* [Provided material]
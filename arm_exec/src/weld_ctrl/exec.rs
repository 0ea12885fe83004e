//! Trajectory execution thread

// ---------------------------------------------------------------------------
// IMPORTS
// ---------------------------------------------------------------------------

use log::{debug, info, trace, warn};
use nalgebra::DVector;
use std::{sync::atomic::Ordering, thread, time::Duration};

use super::{Shared, WeldCtrlError};
use crate::{ctrl::Controller, kin::Pose, traj::Trajectory};
use eqpt_if::MechDems;

// ---------------------------------------------------------------------------
// PUBLIC FUNCTIONS
// ---------------------------------------------------------------------------

/// Execute the trajectory, turning the arc off once finished.
///
/// Returns early without error if the run flag is cleared.
pub(super) fn run(
    shared: &Shared,
    traj: &Trajectory,
    mut controller: Box<dyn Controller + Send>,
) -> Result<(), WeldCtrlError> {
    info!("Execution started");

    let result = follow(shared, traj, controller.as_mut());

    // Runs on both success and failure
    let stop_result = shared.stop_process();

    info!("Execution finished");

    result.and(stop_result)
}

// ---------------------------------------------------------------------------
// PRIVATE FUNCTIONS
// ---------------------------------------------------------------------------

fn follow(
    shared: &Shared,
    traj: &Trajectory,
    controller: &mut (dyn Controller + Send),
) -> Result<(), WeldCtrlError> {
    let num_joints = shared.kin.num_joints();
    let delay = Duration::from_secs_f64(shared.params.waypoint_delay_s);

    // ---- APPROACH ----

    let mut current = initial_joints(shared);

    let start = solve(shared, 0, &traj.first().pose, &current)?;
    shared
        .eqpt
        .motion
        .move_to_joints(&MechDems::from_positions(start.as_slice().to_vec()))
        .map_err(|e| WeldCtrlError::WaypointFailed(0, e))?;
    current = start;
    update_status(shared, &current, 0)?;

    debug!("Reached start of the seam");

    if !shared.start_process()? {
        return Ok(());
    }

    // ---- SEAM ----

    let mut prev_time_s = traj.first().time_s;

    for (i, wp) in traj.iter().enumerate() {
        if !shared.run.load(Ordering::Acquire) {
            info!("Execution interrupted before waypoint {}", i);
            break;
        }

        let target = solve(shared, i, &wp.pose, &current)?;

        let dt_s = wp.time_s - prev_time_s;
        prev_time_s = wp.time_s;

        let rates = controller.compute_control(&current, &target, dt_s);
        let torques = shared.dynamics.inverse_dynamics(
            &target,
            &rates,
            &DVector::zeros(num_joints),
            None,
        );

        let dems = MechDems {
            pos_rad: target.as_slice().to_vec(),
            rate_rads: rates.as_slice().to_vec(),
            torque_nm: torques.as_slice().to_vec(),
        };

        trace!("Waypoint {}: {:?}", i, dems);

        shared
            .eqpt
            .motion
            .move_to_joints(&dems)
            .map_err(|e| WeldCtrlError::WaypointFailed(i, e))?;

        current = target;
        update_status(shared, &current, i)?;

        thread::sleep(delay);
    }

    Ok(())
}

/// Joint positions to start the approach from.
fn initial_joints(shared: &Shared) -> DVector<f64> {
    let joints = shared.eqpt.motion.current_joints();

    if joints.len() == shared.kin.num_joints() {
        DVector::from_vec(joints)
    } else {
        warn!(
            "Mechanisms reported {} joints, starting from home instead",
            joints.len()
        );
        DVector::from_column_slice(&shared.params.home_joints_rad)
    }
}

/// Solve inverse kinematics for a waypoint and check the result is within the joint limits.
fn solve(
    shared: &Shared,
    index: usize,
    pose: &Pose,
    guess: &DVector<f64>,
) -> Result<DVector<f64>, WeldCtrlError> {
    let q = shared
        .kin
        .inverse_kinematics(pose, guess)
        .map_err(|e| WeldCtrlError::WaypointUnreachable(index, e))?;

    if !shared.kin.is_valid_joint_angles(&q) {
        return Err(WeldCtrlError::InvalidJointSolution(index));
    }

    Ok(q)
}

fn update_status(
    shared: &Shared,
    joints: &DVector<f64>,
    index: usize,
) -> Result<(), WeldCtrlError> {
    let pose = shared.kin.forward_kinematics(joints);

    let mut status = shared.status.write()?;
    status.current_pose = pose;
    status.waypoint_index = index;

    Ok(())
}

* [Activity] Reproduce each entry word for word.

* [Response area]
filename arm_exec/src/weld_ctrl/exec.rs
repository 0ea12885fe83004e
//! Trajectory execution thread

// ---------------------------------------------------------------------------
// IMPORTS
// ---------------------------------------------------------------------------

use log::{debug, info, trace, warn};
use nalgebra::DVector;
use std::{sync::atomic::Ordering, thread, time::Duration};

use super::{Shared, WeldCtrlError};
use crate::{ctrl::Controller, kin::Pose, traj::Trajectory};
use eqpt_if::MechDems;

// ---------------------------------------------------------------------------
// PUBLIC FUNCTIONS
// ---------------------------------------------------------------------------

/// Execute the trajectory, turning the arc off once finished.
///
/// Returns early without error if the run flag is cleared.
pub(super) fn run(
    shared: &Shared,
    traj: &Trajectory,
    mut controller: Box<dyn Controller + Send>,
) -> Result<(), WeldCtrlError> {
    info!("Execution started");

    let result = follow(shared, traj, controller.as_mut());

    // Runs on both success and failure
    let stop_result = shared.stop_process();

    info!("Execution finished");

    result.and(stop_result)
}

// ---------------------------------------------------------------------------
// PRIVATE FUNCTIONS
// ---------------------------------------------------------------------------

fn follow(
    shared: &Shared,
    traj: &Trajectory,
    controller: &mut (dyn Controller + Send),
) -> Result<(), WeldCtrlError> {
    let num_joints = shared.kin.num_joints();
    let delay = Duration::from_secs_f64(shared.params.waypoint_delay_s);

    // ---- APPROACH ----

    let mut current = initial_joints(shared);

    let start = solve(shared, 0, &traj.first().pose, &current)?;
    shared
        .eqpt
        .motion
        .move_to_joints(&MechDems::from_positions(start.as_slice().to_vec()))
        .map_err(|e| WeldCtrlError::WaypointFailed(0, e))?;
    current = start;
    update_status(shared, &current, 0)?;

    debug!("Reached start of the seam");

    if !shared.start_process()? {
        return Ok(());
    }

    // ---- SEAM ----

    let mut prev_time_s = traj.first().time_s;

    for (i, wp) in traj.iter().enumerate() {
        if !shared.run.load(Ordering::Acquire) {
            info!("Execution interrupted before waypoint {}", i);
            break;
        }

        let target = solve(shared, i, &wp.pose, &current)?;

        let dt_s = wp.time_s - prev_time_s;
        prev_time_s = wp.time_s;

        let rates = controller.compute_control(&current, &target, dt_s);
        let torques = shared.dynamics.inverse_dynamics(
            &target,
            &rates,
            &DVector::zeros(num_joints),
            None,
        );

        let dems = MechDems {
            pos_rad: target.as_slice().to_vec(),
            rate_rads: rates.as_slice().to_vec(),
            torque_nm: torques.as_slice().to_vec(),
        };

        trace!("Waypoint {}: {:?}", i, dems);

        shared
            .eqpt
            .motion
            .move_to_joints(&dems)
            .map_err(|e| WeldCtrlError::WaypointFailed(i, e))?;

        current = target;
        update_status(shared, &current, i)?;

        thread::sleep(delay);
    }

    Ok(())
}

/// Joint positions to start the approach from.
fn initial_joints(shared: &Shared) -> DVector<f64> {
    let joints = shared.eqpt.motion.current_joints();

    if joints.len() == shared.kin.num_joints() {
        DVector::from_vec(joints)
    } else {
        warn!(
            "Mechanisms reported {} joints, starting from home instead",
            joints.len()
        );
        DVector::from_column_slice(&shared.params.home_joints_rad)
    }
}

/// Solve inverse kinematics for a waypoint and check the result is within the joint limits.
fn solve(
    shared: &Shared,
    index: usize,
    pose: &Pose,
    guess: &DVector<f64>,
) -> Result<DVector<f64>, WeldCtrlError> {
    let q = shared
        .kin
        .inverse_kinematics(pose, guess)
        .map_err(|e| WeldCtrlError::WaypointUnreachable(index, e))?;

    if !shared.kin.is_valid_joint_angles(&q) {
        return Err(WeldCtrlError::InvalidJointSolution(index));
    }

    Ok(q)
}

fn update_status(
    shared: &Shared,
    joints: &DVector<f64>,
    index: usize,
) -> Result<(), WeldCtrlError> {
    let pose = shared.kin.forward_kinematics(joints);

    let mut status = shared.status.write()?;
    status.current_pose = pose;
    status.waypoint_index = index;

    Ok(())
}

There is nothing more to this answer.